▶ **ACTIVITY**:
Pick each line that has "metadata" out of the records.

▶ **INFORMATION GIVEN**:

########

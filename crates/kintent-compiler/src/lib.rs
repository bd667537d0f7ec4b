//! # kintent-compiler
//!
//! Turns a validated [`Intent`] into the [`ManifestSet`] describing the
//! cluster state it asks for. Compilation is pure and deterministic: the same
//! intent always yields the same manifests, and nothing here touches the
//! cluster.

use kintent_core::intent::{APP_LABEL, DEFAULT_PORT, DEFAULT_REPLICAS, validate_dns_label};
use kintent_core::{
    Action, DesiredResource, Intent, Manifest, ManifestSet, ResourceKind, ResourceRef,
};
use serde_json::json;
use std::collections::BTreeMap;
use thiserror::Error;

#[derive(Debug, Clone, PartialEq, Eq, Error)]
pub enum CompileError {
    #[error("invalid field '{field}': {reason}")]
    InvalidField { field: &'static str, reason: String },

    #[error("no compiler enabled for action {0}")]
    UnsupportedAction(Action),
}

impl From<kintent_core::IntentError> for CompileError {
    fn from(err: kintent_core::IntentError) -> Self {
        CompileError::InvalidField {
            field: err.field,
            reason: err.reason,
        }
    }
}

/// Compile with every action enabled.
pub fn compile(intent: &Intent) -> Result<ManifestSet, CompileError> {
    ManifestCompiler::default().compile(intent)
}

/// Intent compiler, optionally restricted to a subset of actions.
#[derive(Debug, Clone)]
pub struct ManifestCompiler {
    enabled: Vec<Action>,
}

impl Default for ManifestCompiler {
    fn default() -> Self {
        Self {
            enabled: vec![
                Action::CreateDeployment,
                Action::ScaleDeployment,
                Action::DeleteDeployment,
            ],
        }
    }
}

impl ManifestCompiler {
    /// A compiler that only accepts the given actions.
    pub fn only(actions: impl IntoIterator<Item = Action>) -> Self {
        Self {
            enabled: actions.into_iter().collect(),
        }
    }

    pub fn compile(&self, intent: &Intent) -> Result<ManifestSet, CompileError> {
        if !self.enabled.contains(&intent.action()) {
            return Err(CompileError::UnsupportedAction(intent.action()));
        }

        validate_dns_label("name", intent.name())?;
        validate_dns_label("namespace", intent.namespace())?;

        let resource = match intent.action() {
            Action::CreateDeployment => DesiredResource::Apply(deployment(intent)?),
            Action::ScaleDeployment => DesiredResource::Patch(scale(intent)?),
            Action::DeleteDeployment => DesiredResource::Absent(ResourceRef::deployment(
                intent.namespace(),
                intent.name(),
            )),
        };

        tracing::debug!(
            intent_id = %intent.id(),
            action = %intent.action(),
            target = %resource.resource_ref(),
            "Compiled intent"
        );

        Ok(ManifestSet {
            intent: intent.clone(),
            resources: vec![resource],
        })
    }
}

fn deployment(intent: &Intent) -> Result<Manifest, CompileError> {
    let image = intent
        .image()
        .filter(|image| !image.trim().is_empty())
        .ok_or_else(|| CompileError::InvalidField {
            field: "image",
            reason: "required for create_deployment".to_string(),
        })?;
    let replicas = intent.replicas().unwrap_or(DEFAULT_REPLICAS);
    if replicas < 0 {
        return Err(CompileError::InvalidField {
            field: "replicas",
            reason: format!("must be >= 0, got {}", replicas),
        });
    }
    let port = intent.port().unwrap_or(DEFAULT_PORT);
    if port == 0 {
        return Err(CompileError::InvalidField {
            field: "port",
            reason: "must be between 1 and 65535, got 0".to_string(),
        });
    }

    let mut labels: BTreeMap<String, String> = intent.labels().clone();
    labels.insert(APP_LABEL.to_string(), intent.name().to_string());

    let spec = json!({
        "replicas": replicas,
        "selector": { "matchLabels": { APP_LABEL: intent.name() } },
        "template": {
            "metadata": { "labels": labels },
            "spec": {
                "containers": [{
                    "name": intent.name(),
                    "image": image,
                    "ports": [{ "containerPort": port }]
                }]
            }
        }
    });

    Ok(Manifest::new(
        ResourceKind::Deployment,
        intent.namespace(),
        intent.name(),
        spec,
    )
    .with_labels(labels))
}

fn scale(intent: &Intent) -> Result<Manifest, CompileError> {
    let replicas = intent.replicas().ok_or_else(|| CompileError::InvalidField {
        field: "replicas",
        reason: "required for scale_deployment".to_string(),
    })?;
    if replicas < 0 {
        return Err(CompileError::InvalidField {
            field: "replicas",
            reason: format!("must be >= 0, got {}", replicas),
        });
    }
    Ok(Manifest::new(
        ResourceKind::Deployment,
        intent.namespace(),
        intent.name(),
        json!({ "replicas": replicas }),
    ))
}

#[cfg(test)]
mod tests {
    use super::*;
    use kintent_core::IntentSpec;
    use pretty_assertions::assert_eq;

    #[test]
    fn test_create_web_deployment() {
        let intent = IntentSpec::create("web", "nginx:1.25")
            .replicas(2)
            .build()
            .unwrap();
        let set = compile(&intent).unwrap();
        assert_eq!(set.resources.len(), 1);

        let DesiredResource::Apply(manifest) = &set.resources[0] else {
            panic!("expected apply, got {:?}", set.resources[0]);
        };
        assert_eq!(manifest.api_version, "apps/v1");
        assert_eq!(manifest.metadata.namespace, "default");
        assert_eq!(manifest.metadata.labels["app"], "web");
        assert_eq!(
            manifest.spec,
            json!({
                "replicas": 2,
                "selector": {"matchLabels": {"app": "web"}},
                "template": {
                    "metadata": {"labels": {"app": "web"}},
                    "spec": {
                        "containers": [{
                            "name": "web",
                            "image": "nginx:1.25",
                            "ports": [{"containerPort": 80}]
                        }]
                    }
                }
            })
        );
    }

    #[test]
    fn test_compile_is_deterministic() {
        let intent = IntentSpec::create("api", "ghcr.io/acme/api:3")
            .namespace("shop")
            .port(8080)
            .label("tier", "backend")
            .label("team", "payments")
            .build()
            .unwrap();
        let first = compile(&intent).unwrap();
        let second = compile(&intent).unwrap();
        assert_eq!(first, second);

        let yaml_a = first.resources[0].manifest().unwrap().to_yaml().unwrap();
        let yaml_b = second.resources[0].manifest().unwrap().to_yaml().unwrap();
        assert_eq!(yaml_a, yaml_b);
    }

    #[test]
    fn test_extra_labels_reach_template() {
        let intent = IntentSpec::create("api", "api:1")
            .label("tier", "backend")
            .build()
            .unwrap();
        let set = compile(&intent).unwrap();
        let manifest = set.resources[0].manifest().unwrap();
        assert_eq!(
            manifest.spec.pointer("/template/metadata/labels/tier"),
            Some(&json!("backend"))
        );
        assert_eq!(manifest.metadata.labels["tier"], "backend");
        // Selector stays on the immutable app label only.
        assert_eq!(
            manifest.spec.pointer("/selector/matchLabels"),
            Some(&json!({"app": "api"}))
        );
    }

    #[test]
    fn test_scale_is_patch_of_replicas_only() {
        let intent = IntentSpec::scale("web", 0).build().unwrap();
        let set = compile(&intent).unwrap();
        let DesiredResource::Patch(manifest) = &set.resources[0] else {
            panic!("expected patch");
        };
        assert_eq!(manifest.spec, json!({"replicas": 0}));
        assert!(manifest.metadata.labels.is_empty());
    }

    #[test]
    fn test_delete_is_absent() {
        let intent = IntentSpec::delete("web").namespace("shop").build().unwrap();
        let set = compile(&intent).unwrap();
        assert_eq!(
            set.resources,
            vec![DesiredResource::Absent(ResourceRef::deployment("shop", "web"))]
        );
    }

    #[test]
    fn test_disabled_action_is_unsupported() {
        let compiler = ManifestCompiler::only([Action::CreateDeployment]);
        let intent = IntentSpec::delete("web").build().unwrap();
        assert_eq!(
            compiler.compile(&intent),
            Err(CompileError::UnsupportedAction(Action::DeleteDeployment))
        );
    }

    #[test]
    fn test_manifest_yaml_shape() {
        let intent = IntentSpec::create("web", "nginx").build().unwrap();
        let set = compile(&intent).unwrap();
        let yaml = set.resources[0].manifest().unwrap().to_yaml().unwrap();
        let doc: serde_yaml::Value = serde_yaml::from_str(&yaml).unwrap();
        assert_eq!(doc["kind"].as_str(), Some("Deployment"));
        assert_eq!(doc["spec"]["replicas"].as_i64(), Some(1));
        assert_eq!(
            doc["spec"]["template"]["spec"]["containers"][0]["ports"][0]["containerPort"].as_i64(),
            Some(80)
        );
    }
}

########

▶ **OUTPUT**:
            "metadata": { "labels": labels },
        assert_eq!(manifest.metadata.namespace, "default");
        assert_eq!(manifest.metadata.labels["app"], "web");
                    "metadata": {"labels": {"app": "web"}},
            manifest.spec.pointer("/template/metadata/labels/tier"),
        assert_eq!(manifest.metadata.labels["tier"], "backend");
        assert!(manifest.metadata.labels.is_empty());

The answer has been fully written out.